Directions -> Check every line in the listing below for "BigUint". Copy the ones where it occurs.

[Recorded information Boundary: Start]

//! Obol node entry point.

use anyhow::Result;
use clap::Parser;
use std::path::PathBuf;
use tracing::{info, warn, Level};
use tracing_subscriber::FmtSubscriber;

mod config;
mod node;

use config::NodeConfig;
use node::Node;

/// Obol proof-of-stake node.
#[derive(Parser, Debug)]
#[command(name = "obol-node")]
#[command(author, version, about, long_about = None)]
pub struct Args {
    /// Path to configuration file
    #[arg(short, long, default_value = "obol-node.toml")]
    config: PathBuf,

    /// Network to connect to (mainnet, testnet, regtest)
    #[arg(short, long)]
    network: Option<String>,

    /// Data directory
    #[arg(short, long)]
    data_dir: Option<PathBuf>,

    /// Enable the stake minter
    #[arg(long)]
    minting: bool,

    /// Log level (trace, debug, info, warn, error)
    #[arg(long, default_value = "info")]
    log_level: Level,
}

#[tokio::main]
async fn main() -> Result<()> {
    let args = Args::parse();

    let subscriber = FmtSubscriber::builder()
        .with_max_level(args.log_level)
        .finish();
    tracing::subscriber::set_global_default(subscriber)?;

    let mut config = NodeConfig::load(&args.config)?;
    if let Some(network) = args.network {
        config.network = network;
    }
    if let Some(data_dir) = args.data_dir {
        config.data_dir = data_dir;
    }
    if args.minting {
        config.minting.enabled = true;
    }

    let params = config.consensus_params()?;
    info!(
        node = config.node_name,
        network = params.network.name(),
        data_dir = %config.data_dir.display(),
        "starting obol node"
    );

    let node = Node::new(params);

    if config.minting.enabled {
        // the minter needs a wallet backend for coinstake search and
        // block signing; without one configured it stays off
        warn!("minting enabled but no wallet backend is configured; minter not started");
    } else {
        info!("proof-of-stake minter disabled");
    }

    tokio::signal::ctrl_c().await?;
    info!("shutdown requested");
    node.shutdown();

    Ok(())
}
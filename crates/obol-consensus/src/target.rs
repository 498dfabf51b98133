//! Compact difficulty targets.
//!
//! The header's `bits` field is the Bitcoin compact encoding: one size
//! byte and a 23-bit mantissa. Consensus math decodes it into a full
//! 256-bit integer; never into a float.

use num_bigint::BigUint;
use num_traits::{ToPrimitive, Zero};

/// Decode a compact target into its 256-bit value.
///
/// The sign bit (0x00800000) never appears in real targets and decodes
/// as an ordinary mantissa bit cleared by the encoder.
pub fn compact_to_target(bits: u32) -> BigUint {
    let size = bits >> 24;
    let mantissa = bits & 0x007f_ffff;
    if size <= 3 {
        BigUint::from(mantissa >> (8 * (3 - size)))
    } else {
        BigUint::from(mantissa) << (8 * (size - 3)) as usize
    }
}

/// Encode a 256-bit target into compact form, normalizing the mantissa
/// so its sign bit stays clear.
pub fn target_to_compact(target: &BigUint) -> u32 {
    if target.is_zero() {
        return 0;
    }
    let mut size = ((target.bits() + 7) / 8) as u32;
    let mut compact: u32 = if size <= 3 {
        (target.to_u64().unwrap_or(0) as u32) << (8 * (3 - size))
    } else {
        let shifted: BigUint = target >> (8 * (size - 3)) as usize;
        shifted.to_u64().unwrap_or(0) as u32
    };
    if compact & 0x0080_0000 != 0 {
        compact >>= 8;
        size += 1;
    }
    compact | (size << 24)
}
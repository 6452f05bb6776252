use std::ops::{Add, Mul, Sub};

use crate::scalar::{ApproxEq, Scalar};

/// A 2D point/vector over a generic coordinate [`Scalar`].
#[derive(Clone, Copy, PartialEq)]
#[cfg_attr(feature = "serde", derive(serde::Serialize, serde::Deserialize))]
pub struct Point<T: Scalar> {
    pub x: T,
    pub y: T,
}

impl<T: Scalar + std::fmt::Debug> std::fmt::Debug for Point<T> {
    fn fmt(&self, f: &mut std::fmt::Formatter) -> std::fmt::Result {
        write!(f, "[{:?}, {:?}]", self.x, self.y)
    }
}

impl<T: Scalar> Point<T> {
    pub fn new(x: T, y: T) -> Self {
        Point { x, y }
    }

    /// The square of the length of `self`.
    pub fn length_squared(self) -> T {
        self.x * self.x + self.y * self.y
    }

    /// Returns `self` rotated by 90 degrees.
    pub fn perp(self) -> Self {
        Self {
            x: -self.y,
            y: self.x,
        }
    }

    /// The perpendicular dot product of `self` and `other`.
    pub fn perp_dot(self, other: Self) -> T {
        self.x * other.y - self.y * other.x
    }

    /// The ordinary dot product of `self` and `other`.
    pub fn dot(self, other: Self) -> T {
        self.x * other.x + self.y * other.y
    }

    /// The square of the distance between `self` and `p`.
    pub fn distance_squared(self, p: Self) -> T {
        (self - p).length_squared()
    }

    pub fn nearly_equals(self, p: Self) -> bool
    where
        T: ApproxEq,
    {
        self.x.approx_eq(p.x) && self.y.approx_eq(p.y)
    }

    pub fn is_finite(self) -> bool {
        self.x.is_finite() && self.y.is_finite()
    }

    pub fn to_f64(self) -> (f64, f64) {
        (self.x.to_f64(), self.y.to_f64())
    }
}

impl<T: Scalar> Add<Point<T>> for Point<T> {
    type Output = Point<T>;

    fn add(self, rhs: Self) -> Self::Output {
        Point {
            x: self.x + rhs.x,
            y: self.y + rhs.y,
        }
    }
}

impl<T: Scalar> Sub<Point<T>> for Point<T> {
    type Output = Point<T>;

    fn sub(self, rhs: Self) -> Self::Output {
        Point {
            x: self.x - rhs.x,
            y: self.y - rhs.y,
        }
    }
}

impl<T: Scalar> Mul<T> for Point<T> {
    type Output = Point<T>;

    fn mul(self, rhs: T) -> Self::Output {
        Point {
            x: self.x * rhs,
            y: self.y * rhs,
        }
    }
}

[Recorded information Boundary: End]

Exercise output ->
use num_bigint::BigUint;
pub fn compact_to_target(bits: u32) -> BigUint {
        BigUint::from(mantissa >> (8 * (3 - size)))
        BigUint::from(mantissa) << (8 * (size - 3)) as usize
pub fn target_to_compact(target: &BigUint) -> u32 {
        let shifted: BigUint = target >> (8 * (size - 3)) as usize;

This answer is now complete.